(Source data Opens)

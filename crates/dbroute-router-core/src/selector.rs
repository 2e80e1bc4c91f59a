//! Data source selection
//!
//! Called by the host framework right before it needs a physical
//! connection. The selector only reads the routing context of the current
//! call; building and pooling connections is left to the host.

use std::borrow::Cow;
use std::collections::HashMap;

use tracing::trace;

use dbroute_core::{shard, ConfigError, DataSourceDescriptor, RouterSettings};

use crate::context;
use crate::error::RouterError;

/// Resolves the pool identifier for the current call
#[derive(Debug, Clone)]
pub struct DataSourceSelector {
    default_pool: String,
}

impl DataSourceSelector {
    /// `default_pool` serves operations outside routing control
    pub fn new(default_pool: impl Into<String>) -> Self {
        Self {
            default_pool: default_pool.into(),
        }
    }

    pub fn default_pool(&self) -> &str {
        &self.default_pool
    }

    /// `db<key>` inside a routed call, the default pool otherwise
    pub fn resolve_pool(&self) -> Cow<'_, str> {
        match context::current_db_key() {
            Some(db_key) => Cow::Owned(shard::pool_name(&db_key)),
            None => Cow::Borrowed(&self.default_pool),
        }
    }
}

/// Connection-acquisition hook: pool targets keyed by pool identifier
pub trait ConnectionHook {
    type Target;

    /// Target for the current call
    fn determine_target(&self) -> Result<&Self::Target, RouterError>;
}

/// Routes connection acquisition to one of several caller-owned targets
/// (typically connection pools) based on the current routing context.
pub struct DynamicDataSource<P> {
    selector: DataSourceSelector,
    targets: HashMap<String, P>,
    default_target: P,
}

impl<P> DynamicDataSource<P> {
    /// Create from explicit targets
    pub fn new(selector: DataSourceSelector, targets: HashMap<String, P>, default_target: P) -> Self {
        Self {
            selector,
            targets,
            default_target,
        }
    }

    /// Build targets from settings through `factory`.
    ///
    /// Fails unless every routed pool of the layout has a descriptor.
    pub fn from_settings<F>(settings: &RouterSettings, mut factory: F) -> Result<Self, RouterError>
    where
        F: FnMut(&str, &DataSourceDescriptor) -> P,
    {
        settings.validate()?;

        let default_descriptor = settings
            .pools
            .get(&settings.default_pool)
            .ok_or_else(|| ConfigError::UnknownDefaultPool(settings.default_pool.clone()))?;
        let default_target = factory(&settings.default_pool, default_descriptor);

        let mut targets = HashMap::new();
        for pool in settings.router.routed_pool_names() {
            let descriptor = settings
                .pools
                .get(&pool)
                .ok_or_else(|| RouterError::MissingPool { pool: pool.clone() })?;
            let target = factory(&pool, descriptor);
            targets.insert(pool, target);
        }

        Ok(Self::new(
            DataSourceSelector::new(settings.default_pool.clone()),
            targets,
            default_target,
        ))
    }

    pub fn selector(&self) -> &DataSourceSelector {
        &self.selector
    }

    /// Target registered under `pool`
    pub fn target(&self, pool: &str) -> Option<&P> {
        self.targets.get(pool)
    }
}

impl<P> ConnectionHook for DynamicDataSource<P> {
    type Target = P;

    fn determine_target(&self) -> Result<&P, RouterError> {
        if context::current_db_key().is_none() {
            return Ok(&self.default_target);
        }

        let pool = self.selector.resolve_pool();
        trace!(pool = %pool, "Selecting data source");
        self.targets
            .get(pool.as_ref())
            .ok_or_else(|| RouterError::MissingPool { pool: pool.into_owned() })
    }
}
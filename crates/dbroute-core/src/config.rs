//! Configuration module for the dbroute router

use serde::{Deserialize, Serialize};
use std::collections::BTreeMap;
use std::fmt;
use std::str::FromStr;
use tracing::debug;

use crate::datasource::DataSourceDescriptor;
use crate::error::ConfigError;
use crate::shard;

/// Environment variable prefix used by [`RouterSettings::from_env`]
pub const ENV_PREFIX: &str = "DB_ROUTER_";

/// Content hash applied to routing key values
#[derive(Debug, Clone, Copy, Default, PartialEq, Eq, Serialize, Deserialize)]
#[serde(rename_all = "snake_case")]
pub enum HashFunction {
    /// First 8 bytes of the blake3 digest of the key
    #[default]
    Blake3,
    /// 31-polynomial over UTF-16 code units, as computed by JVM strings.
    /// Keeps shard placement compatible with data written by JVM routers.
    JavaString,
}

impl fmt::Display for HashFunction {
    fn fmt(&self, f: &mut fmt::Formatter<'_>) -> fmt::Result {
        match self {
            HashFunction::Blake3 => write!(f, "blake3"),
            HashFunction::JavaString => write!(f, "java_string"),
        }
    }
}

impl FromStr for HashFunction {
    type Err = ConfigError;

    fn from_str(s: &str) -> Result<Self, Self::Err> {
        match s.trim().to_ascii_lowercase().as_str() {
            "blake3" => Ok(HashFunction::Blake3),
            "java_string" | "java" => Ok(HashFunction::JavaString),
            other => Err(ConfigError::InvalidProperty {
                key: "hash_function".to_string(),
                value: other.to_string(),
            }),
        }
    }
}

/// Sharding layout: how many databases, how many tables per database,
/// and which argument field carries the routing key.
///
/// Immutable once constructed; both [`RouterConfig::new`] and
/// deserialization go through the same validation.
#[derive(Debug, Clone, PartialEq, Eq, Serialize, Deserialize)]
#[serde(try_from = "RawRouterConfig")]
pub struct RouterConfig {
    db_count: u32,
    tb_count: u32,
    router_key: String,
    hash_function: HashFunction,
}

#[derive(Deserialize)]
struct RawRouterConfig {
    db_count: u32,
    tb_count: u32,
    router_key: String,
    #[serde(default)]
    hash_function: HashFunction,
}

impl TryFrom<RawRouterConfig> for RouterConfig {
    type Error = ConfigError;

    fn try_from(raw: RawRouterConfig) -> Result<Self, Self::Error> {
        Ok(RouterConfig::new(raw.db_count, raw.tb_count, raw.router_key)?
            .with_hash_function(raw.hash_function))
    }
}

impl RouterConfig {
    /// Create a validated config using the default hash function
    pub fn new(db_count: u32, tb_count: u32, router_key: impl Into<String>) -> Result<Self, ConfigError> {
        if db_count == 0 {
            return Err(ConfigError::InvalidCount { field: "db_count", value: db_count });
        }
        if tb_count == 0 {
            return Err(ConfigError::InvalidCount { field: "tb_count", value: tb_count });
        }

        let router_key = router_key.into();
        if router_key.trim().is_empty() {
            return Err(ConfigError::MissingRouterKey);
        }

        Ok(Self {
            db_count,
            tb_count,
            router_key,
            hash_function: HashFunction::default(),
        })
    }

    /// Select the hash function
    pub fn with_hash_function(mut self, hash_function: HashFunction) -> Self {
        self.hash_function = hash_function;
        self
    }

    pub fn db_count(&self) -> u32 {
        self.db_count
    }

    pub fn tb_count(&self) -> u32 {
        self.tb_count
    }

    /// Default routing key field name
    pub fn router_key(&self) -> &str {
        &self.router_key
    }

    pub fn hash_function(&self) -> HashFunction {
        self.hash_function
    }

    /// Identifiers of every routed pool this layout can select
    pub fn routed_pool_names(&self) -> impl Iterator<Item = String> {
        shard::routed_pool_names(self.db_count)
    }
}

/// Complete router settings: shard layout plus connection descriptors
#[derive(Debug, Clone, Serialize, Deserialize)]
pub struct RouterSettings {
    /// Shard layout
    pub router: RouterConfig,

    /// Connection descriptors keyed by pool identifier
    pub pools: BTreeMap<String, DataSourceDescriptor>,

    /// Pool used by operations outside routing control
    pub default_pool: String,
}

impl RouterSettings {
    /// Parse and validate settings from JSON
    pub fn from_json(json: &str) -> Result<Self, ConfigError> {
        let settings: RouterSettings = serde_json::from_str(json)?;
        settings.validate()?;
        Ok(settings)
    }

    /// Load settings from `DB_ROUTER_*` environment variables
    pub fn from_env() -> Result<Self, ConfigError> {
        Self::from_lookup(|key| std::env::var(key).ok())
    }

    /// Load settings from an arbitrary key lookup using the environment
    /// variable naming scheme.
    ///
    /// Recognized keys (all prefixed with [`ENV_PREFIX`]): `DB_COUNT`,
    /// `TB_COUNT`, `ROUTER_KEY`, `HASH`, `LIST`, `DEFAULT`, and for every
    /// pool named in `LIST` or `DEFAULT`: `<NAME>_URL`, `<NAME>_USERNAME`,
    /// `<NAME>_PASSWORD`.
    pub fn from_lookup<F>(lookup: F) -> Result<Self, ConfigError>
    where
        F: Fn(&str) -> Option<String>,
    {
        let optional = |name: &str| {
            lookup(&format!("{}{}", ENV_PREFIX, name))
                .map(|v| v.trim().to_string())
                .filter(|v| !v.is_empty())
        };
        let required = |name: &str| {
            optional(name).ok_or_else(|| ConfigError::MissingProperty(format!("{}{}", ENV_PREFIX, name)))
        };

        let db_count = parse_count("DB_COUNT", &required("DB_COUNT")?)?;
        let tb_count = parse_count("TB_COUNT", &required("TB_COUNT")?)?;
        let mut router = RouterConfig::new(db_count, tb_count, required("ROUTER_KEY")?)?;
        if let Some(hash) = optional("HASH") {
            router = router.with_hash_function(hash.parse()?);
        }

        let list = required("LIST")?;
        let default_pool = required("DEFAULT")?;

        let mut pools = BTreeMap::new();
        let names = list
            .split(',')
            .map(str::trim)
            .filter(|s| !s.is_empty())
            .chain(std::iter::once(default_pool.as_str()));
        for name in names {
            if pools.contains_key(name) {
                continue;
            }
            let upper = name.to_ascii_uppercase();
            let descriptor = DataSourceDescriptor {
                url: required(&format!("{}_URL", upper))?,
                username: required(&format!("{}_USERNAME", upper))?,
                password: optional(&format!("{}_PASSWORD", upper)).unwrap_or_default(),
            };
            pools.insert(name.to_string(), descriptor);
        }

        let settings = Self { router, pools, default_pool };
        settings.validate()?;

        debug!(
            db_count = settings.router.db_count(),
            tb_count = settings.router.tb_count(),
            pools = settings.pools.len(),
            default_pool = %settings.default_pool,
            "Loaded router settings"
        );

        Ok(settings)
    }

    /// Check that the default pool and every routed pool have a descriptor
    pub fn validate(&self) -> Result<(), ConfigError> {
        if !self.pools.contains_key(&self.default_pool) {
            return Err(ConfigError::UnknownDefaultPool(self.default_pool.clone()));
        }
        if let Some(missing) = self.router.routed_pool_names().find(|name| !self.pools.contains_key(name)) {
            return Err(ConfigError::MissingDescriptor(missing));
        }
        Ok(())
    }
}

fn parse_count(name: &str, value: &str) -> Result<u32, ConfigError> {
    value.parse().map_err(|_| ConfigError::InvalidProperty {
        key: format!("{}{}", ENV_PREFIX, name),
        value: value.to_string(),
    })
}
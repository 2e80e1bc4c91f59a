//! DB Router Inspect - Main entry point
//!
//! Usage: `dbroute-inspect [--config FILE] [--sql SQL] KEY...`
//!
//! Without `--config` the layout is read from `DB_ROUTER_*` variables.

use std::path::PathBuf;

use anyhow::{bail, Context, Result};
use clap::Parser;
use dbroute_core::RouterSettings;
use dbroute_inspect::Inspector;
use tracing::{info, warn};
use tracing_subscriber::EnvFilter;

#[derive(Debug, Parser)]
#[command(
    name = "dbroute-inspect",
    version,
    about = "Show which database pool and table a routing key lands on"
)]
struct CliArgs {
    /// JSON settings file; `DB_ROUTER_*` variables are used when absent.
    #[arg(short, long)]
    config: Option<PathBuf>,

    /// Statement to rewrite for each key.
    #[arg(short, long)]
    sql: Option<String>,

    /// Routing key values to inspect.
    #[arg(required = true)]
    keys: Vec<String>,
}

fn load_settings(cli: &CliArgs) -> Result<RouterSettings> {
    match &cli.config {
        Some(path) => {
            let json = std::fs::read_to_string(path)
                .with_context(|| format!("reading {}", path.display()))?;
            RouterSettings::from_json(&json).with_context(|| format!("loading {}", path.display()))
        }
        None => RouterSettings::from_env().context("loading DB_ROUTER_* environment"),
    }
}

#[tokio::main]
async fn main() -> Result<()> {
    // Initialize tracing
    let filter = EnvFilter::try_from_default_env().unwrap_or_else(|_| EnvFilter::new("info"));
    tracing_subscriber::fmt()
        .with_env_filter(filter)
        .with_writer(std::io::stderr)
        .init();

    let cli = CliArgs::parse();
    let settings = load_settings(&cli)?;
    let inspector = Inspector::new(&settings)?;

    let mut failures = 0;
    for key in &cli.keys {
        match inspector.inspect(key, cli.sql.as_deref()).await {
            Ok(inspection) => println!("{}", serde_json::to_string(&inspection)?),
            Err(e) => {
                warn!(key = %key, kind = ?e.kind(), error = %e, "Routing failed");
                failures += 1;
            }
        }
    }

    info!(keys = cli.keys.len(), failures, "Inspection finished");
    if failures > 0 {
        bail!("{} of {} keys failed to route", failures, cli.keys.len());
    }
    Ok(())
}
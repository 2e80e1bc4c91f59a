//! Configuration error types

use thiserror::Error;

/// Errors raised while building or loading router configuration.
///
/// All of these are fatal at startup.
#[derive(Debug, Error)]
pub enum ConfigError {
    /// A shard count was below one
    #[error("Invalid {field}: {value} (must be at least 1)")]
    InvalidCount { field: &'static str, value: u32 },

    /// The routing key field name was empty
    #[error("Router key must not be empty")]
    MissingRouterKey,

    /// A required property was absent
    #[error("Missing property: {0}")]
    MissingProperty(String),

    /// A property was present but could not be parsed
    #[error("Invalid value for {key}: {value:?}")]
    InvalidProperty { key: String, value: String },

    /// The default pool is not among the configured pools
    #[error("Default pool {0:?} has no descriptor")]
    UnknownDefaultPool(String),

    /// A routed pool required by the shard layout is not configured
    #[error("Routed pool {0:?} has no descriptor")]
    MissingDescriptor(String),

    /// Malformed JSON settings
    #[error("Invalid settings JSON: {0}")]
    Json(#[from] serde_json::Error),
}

(Source data Closes)

Pull each line containing "operations" from the records.

Expected output →
    /// `default_pool` serves operations outside routing control
    /// Pool used by operations outside routing control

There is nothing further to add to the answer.